Top of Information given
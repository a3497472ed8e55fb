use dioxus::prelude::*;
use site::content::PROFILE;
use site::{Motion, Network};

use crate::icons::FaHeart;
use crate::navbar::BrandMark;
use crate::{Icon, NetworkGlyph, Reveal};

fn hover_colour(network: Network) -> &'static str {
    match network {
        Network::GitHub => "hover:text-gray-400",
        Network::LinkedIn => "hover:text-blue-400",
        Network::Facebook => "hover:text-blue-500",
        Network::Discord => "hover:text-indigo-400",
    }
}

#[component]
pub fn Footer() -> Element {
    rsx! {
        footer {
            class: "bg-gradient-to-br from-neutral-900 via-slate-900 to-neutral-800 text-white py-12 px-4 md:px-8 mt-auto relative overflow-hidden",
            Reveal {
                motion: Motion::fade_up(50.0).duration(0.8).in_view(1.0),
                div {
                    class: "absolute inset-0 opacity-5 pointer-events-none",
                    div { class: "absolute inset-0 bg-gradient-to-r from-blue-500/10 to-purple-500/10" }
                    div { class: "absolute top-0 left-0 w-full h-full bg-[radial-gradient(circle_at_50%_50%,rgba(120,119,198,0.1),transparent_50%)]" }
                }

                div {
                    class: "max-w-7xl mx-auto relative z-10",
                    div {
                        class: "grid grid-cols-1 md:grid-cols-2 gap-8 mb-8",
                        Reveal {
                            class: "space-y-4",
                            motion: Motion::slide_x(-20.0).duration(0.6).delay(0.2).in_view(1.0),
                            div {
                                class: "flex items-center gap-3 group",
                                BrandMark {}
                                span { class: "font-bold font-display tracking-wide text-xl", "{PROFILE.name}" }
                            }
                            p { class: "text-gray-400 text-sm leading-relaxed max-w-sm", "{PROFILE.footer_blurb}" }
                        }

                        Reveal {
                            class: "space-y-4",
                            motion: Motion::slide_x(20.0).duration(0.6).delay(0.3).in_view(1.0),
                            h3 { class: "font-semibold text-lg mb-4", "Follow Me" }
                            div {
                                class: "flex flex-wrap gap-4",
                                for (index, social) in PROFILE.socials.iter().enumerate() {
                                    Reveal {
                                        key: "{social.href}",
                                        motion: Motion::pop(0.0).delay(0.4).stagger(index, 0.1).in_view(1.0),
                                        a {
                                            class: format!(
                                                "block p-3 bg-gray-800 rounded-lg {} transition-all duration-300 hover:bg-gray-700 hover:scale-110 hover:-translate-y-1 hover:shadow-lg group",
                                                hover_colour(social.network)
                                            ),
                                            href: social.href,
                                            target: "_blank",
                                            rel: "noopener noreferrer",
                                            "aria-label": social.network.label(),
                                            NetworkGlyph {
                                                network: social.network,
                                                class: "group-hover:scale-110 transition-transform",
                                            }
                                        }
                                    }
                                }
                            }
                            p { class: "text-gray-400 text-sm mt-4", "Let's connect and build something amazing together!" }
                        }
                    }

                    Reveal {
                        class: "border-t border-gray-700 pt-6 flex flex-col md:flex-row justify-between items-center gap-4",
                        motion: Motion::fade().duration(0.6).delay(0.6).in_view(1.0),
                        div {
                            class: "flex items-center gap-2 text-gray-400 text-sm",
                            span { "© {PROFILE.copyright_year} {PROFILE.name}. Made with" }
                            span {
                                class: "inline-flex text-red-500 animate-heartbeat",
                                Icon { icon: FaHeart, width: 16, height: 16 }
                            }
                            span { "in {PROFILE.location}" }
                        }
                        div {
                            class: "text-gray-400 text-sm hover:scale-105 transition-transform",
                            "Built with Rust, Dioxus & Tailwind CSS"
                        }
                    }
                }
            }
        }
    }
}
Bottom of Information given
Filter the entries and keep only the lines holding "PROFILE".

use site::content::PROFILE;
                                span { class: "font-bold font-display tracking-wide text-xl", "{PROFILE.name}" }
                            p { class: "text-gray-400 text-sm leading-relaxed max-w-sm", "{PROFILE.footer_blurb}" }
                                for (index, social) in PROFILE.socials.iter().enumerate() {
                            span { "© {PROFILE.copyright_year} {PROFILE.name}. Made with" }
                            span { "in {PROFILE.location}" }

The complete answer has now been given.